The Worst-Kept Secret: Israel's Bargain with the Bomb Paperback by Avner Cohen (Columbia University Press)



This book by Avner Cohen is as good an account of Israel's nuclear arsenal as is likely to be written for a good while, and is a must-read for anyone interested in Israel's development of nuclear weapons and in its official policy of "nuclear opacity" ("amimut" in Hebrew), by which Israel neither confirms nor denies that it possesses nuclear weapons. Cohen, who has researched Israeli nuclear issues for over 25 years, is probably more knowledgeable about this subject than any person outside the circle of state actors, scientists, and bureaucrats who have had firsthand roles in Israel's nuclear program from its inception under David Ben-Gurion to its contemporary stewards such as Ehud Barak and Benjamin Netanyahu.
Cohen has interviewed many of the principal actors (several of whom have died in the meantime) over the years, as well as pursuing as much documentary evidence as is available from Israeli or foreign sources. The problem is that Israeli authorities have been remarkably effective over the last sixty years in keeping most aspects of their nuclear weapons program secret, so that Cohen has to couch his assertions of "facts" in language that makes clear he is often speculating, however highly informed these speculations may be. Nevertheless, Cohen is able to narrate the historical progression of Israel's nuclear program from Ben-Gurion's decision in the mid-1950s to develop an Israeli bomb and the vital French assistance in nuclear and ballistic missile technology in these early years, through Israel's assembly of a crude atomic device in 1966/67, Golda Meir's meeting with Richard Nixon in September of 1969 in which she (most likely) acknowledged the Israeli bomb and Nixon agreed to the mutual benefit to both nations of Israeli nuclear opacity, to today's reality of an Israel with 200-400 nuclear weapons, ICBMs with ranges up to 8,000 miles, and a fleet of four German-made submarines which theoretically provide Israel a "second-strike" capability in the event of a surprise nuclear attack upon the Jewish state.

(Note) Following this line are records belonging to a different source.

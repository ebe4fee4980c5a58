use std::sync::Arc;
use tokio::sync::broadcast::error::RecvError;
use tracing::info;
use tracing_subscriber::{layer::SubscriberExt, util::SubscriberInitExt};

use files_store::{alert::LogAlerts, config::Config, FilesStore, HttpClient};

#[tokio::main(flavor = "current_thread")]
async fn main() -> anyhow::Result<()> {
    // Initialize tracing
    let env_filter =
        tracing_subscriber::EnvFilter::try_from_default_env().unwrap_or_else(|_| "info".into());

    let log_format = std::env::var("LOG_FORMAT").unwrap_or_default();
    match log_format.to_lowercase().as_str() {
        "gcp" => {
            tracing_subscriber::registry()
                .with(env_filter)
                .with(tracing_stackdriver::layer())
                .init();
        }
        "json" => {
            tracing_subscriber::registry()
                .with(env_filter)
                .with(
                    tracing_subscriber::fmt::layer()
                        .json()
                        .with_target(true)
                        .with_span_list(false),
                )
                .init();
        }
        _ => {
            tracing_subscriber::registry()
                .with(env_filter)
                .with(tracing_subscriber::fmt::layer())
                .init();
        }
    }

    info!(version = env!("CARGO_PKG_VERSION"), "files-store starting");

    let config = Config::load()?;

    let page = match std::env::var("PAGE") {
        Ok(raw) => Some(raw.parse::<u32>()?),
        Err(_) => None,
    };
    let album_id = match std::env::var("ALBUM_ID") {
        Ok(raw) => Some(raw.parse::<u64>()?),
        Err(_) => None,
    };

    let client = HttpClient::new(&config.api)?;
    info!(api_root = %client.base(), limit = config.page_limit, "Loaded configuration");
    let store = FilesStore::new(Arc::new(client), Arc::new(LogAlerts), &config);

    // Trace every committed mutation
    let mut events = store.subscribe();
    let watcher = tokio::spawn(async move {
        loop {
            match events.recv().await {
                Ok(mutation) => tracing::debug!(mutation = mutation.kind(), "State changed"),
                Err(RecvError::Lagged(skipped)) => {
                    tracing::warn!(skipped, "Mutation watcher lagged");
                }
                Err(RecvError::Closed) => break,
            }
        }
    });

    match album_id {
        Some(id) => {
            store.fetch_by_album_id(id, page).await?;
        }
        None => {
            if store.fetch(page).await.is_none() {
                anyhow::bail!("Failed to fetch files");
            }
        }
    }

    let state = store.snapshot();
    info!(
        name = state.name().unwrap_or("all files"),
        page = state.pagination().page,
        fetched = state.fetched_count(),
        total = state.total_files(),
        paginate = state.should_paginate(),
        "Listing loaded"
    );

    for file in state.files() {
        println!("{}", serde_json::to_string(file)?);
    }

    // Closing the store ends the event stream
    drop(store);
    watcher.await?;

    info!("Done");
    Ok(())
}
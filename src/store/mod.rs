//! The files store: a paginated file listing plus per-file album membership,
//! kept in sync with the remote API.

mod mutations;
mod state;

pub use mutations::Mutation;
pub use state::{FileListState, Pagination, DEFAULT_PAGE_LIMIT};

use std::sync::{Arc, Mutex, MutexGuard, PoisonError};

use serde_json::Value;
use tokio::sync::broadcast;

use crate::alert::{Alert, AlertSink};
use crate::api::models::{
    AddToAlbumResponse, AlbumId, AlbumLink, FileAlbums, FileId, FilesPage, PageQuery,
};
use crate::api::{ApiError, FilesApi};
use crate::config::Config;

/// Owns a `FileListState` and the collaborators needed to refresh it.
///
/// Actions take `&self` and may run concurrently. The state lock is never held
/// across a request, so overlapping actions commit in completion order.
pub struct FilesStore {
    alerts: Arc<dyn AlertSink>,
    api: Arc<dyn FilesApi>,
    events: broadcast::Sender<Mutation>,
    state: Mutex<FileListState>,
}

impl FilesStore {
    pub fn new(api: Arc<dyn FilesApi>, alerts: Arc<dyn AlertSink>, config: &Config) -> Self {
        let (events, _) = broadcast::channel(config.event_capacity.max(1));

        Self {
            alerts,
            api,
            events,
            state: Mutex::new(FileListState::new(config.page_limit)),
        }
    }

    fn state(&self) -> MutexGuard<'_, FileListState> {
        self.state.lock().unwrap_or_else(PoisonError::into_inner)
    }

    /// Copy of the current state for rendering.
    pub fn snapshot(&self) -> FileListState {
        self.state().clone()
    }

    /// Receive every mutation committed from now on, in commit order.
    pub fn subscribe(&self) -> broadcast::Receiver<Mutation> {
        self.events.subscribe()
    }

    /// Apply a mutation and notify subscribers.
    pub fn commit(&self, mutation: Mutation) {
        tracing::debug!(mutation = mutation.kind(), "Committing mutation");

        // Held through the send so subscribers observe commits in apply order
        let mut state = self.state();
        state.apply(&mutation);

        // No subscribers is fine
        let _ = self.events.send(mutation);
    }

    pub fn reset(&self) {
        self.commit(Mutation::ResetState);
    }

    // ========================================================================
    // Getters
    // ========================================================================

    pub fn total_files(&self) -> u64 {
        self.state().total_files()
    }

    pub fn fetched_count(&self) -> usize {
        self.state().fetched_count()
    }

    pub fn should_paginate(&self) -> bool {
        self.state().should_paginate()
    }

    pub fn limit(&self) -> u32 {
        self.state().limit()
    }

    pub fn name(&self) -> Option<String> {
        self.state().name().map(str::to_string)
    }

    pub fn is_loading(&self) -> bool {
        self.state().is_loading()
    }

    // ========================================================================
    // Actions
    // ========================================================================

    /// Load a page of all files. Defaults to the first page.
    ///
    /// Failures are not returned: the error text goes to the alert sink and
    /// the result is `None`. `is_loading` stays set after a failure.
    pub async fn fetch(&self, page: Option<u32>) -> Option<FilesPage> {
        self.commit(Mutation::SetIsLoading);
        let query = self.page_query(page);

        match self.api.list_files(query).await {
            Ok(response) => {
                self.commit_page(&response, query.page);
                Some(response)
            }
            Err(e) => {
                tracing::warn!(error = %e, page = query.page, "Failed to fetch files");
                self.alerts.set(Alert::error(e.to_string()));
                None
            }
        }
    }

    /// Load a page of a single album's files. Defaults to the first page.
    pub async fn fetch_by_album_id(
        &self,
        album_id: AlbumId,
        page: Option<u32>,
    ) -> Result<FilesPage, ApiError> {
        self.commit(Mutation::SetIsLoading);
        let query = self.page_query(page);

        let response = self.api.list_album_files(album_id, query).await?;
        self.commit_page(&response, query.page);

        Ok(response)
    }

    pub async fn get_file_albums(&self, file_id: FileId) -> Result<FileAlbums, ApiError> {
        let response = self.api.file_albums(file_id).await?;

        self.commit(Mutation::SetFileAlbums {
            file_id,
            albums: response.albums.clone(),
        });

        Ok(response)
    }

    /// Add a file to an album. The local album list only changes if the
    /// file's albums were already loaded with `get_file_albums`.
    pub async fn add_to_album(
        &self,
        file_id: FileId,
        album_id: AlbumId,
    ) -> Result<AddToAlbumResponse, ApiError> {
        let response = self
            .api
            .add_to_album(AlbumLink { file_id, album_id })
            .await?;

        match response.data.album {
            Some(ref album) => self.commit(Mutation::AddAlbumToFile {
                file_id,
                album: album.clone(),
            }),
            None => tracing::debug!(file_id, album_id, "Add response carried no album"),
        }

        Ok(response)
    }

    pub async fn remove_from_album(
        &self,
        file_id: FileId,
        album_id: AlbumId,
    ) -> Result<Value, ApiError> {
        let response = self
            .api
            .remove_from_album(AlbumLink { file_id, album_id })
            .await?;

        self.commit(Mutation::RemoveAlbumFromFile { file_id, album_id });

        Ok(response)
    }

    pub async fn delete_file(&self, file_id: FileId) -> Result<Value, ApiError> {
        let response = self.api.delete_file(file_id).await?;

        self.commit(Mutation::RemoveFile { file_id });

        Ok(response)
    }

    fn page_query(&self, page: Option<u32>) -> PageQuery {
        PageQuery {
            limit: self.limit(),
            page: page.filter(|&p| p > 0).unwrap_or(1),
        }
    }

    fn commit_page(&self, response: &FilesPage, page: u32) {
        self.commit(Mutation::SetFilesAndMeta {
            files: response.files.clone(),
            name: response.name.clone(),
            page: Some(page),
            count: response.count,
        });
    }
}
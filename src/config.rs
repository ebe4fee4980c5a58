use thiserror::Error;

use crate::store::DEFAULT_PAGE_LIMIT;

#[derive(Debug, Error)]
pub enum ConfigError {
    #[error("Invalid configuration: {0}")]
    ValidationError(String),
}

#[derive(Debug, Clone)]
pub struct Config {
    pub api: ApiConfig,
    /// Page size requested from listing endpoints
    pub page_limit: u32,
    /// Buffered mutation events per subscriber before lagging ones drop events
    pub event_capacity: usize,
}

#[derive(Debug, Clone)]
pub struct ApiConfig {
    /// Base URL every endpoint path is joined onto
    pub root: String,
    /// Bearer token for authenticated endpoints
    pub token: Option<String>,
}

impl Default for ApiConfig {
    fn default() -> Self {
        Self {
            root: "http://localhost:5000/api/".to_string(),
            token: None,
        }
    }
}

impl Default for Config {
    fn default() -> Self {
        Self {
            api: ApiConfig::default(),
            page_limit: DEFAULT_PAGE_LIMIT,
            event_capacity: 64,
        }
    }
}

impl Config {
    /// Load configuration from environment variables.
    pub fn load() -> Result<Self, ConfigError> {
        let defaults = Config::default();

        let root = std::env::var("API_ROOT").unwrap_or(defaults.api.root);
        let token = std::env::var("API_TOKEN").ok().filter(|t| !t.is_empty());

        let page_limit = match std::env::var("PAGE_LIMIT") {
            Ok(raw) => raw.parse().map_err(|e| {
                ConfigError::ValidationError(format!("PAGE_LIMIT must be an integer: {e}"))
            })?,
            Err(_) => defaults.page_limit,
        };

        let event_capacity = std::env::var("EVENT_CAPACITY")
            .ok()
            .and_then(|s| s.parse().ok())
            .unwrap_or(defaults.event_capacity);

        let config = Config {
            api: ApiConfig { root, token },
            page_limit,
            event_capacity,
        };

        config.validate()?;
        Ok(config)
    }

    pub fn validate(&self) -> Result<(), ConfigError> {
        if self.page_limit == 0 {
            return Err(ConfigError::ValidationError(
                "PAGE_LIMIT must be greater than zero".to_string(),
            ));
        }

        if self.event_capacity == 0 {
            return Err(ConfigError::ValidationError(
                "EVENT_CAPACITY must be greater than zero".to_string(),
            ));
        }

        crate::api::base_url(&self.api.root)
            .map_err(|e| ConfigError::ValidationError(format!("API_ROOT: {e}")))?;

        if self.api.token.is_none() {
            tracing::warn!("API_TOKEN is not set; authenticated endpoints will be rejected");
        }

        Ok(())
    }
}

However, Cohen's purpose in this book is not only to map the historical development of the Israeli bomb. He also contemplates the consequences for Israel's democratic society of a nuclear weapons program which is neither officially acknowledged nor denied; about which any factual published statements by Israeli citizens are forbidden on pain of imprisonment and actively censored; whose key official decisions are hidden; and whose political and military chain-of-command is nebulous at best. To me it was remarkable to read that in a democracy as vibrant as Israel's, its citizens do not have real freedom of speech regarding their nuclear weapons program, and that this prohibition is assiduously policed by three domestic intelligence/government agencies. In this regard Cohen makes clear that the majority of Israel's citizen's consider Ben-Gurion's decision to establish an Israeli nuclear weapons program the greatest achievement of this founding father of the Jewish state; that Israel's nuclear weapons are a vital insurance policy to a small nation that has been surrounded by ardent enemies since its inception; and that this continuing reality justifies an Israeli attitude of the "sanctity of security" ("kdushat habitachon" in Hebrew) that has served the Jewish state well since its founding. That the efforts of the Censora (Israel's government censorship agency) are increasingly vain in the era of the Internet is an irony not lost on Cohen. And while Cohen agrees with the necessity of Israel's nuclear deterrent, he suggests some scenarios in which Israel could lift its domestic nuclear censorship, and possibly even acknowledge its nuclear arsenal and become an official member of the international "nuclear club." To me, these sections on the social and democratic consequences of Israel's nuclear opacity and official censorship are less consistently interesting than the sections narrating the development of the Israeli bomb and could have been pared down.


David Ben-Gurion and his successors established Israel's nuclear weapons program under the guise of a nuclear energy research effort and actively and effectively duped U.S. inspections of the Dimona reactor in the Negev desert. Today Iran has taken a page from the Israeli playbook by asserting that its nuclear infrastructure is also solely for the development of a nuclear energy capacity; a right it is accorded as a member of the Non-Proliferation Treaty. Whether Iranian officials are being truthful is, at this point, impossible to be sure of, as their nuclear efforts are also shrouded in secrecy despite an extensive regime of international inspections.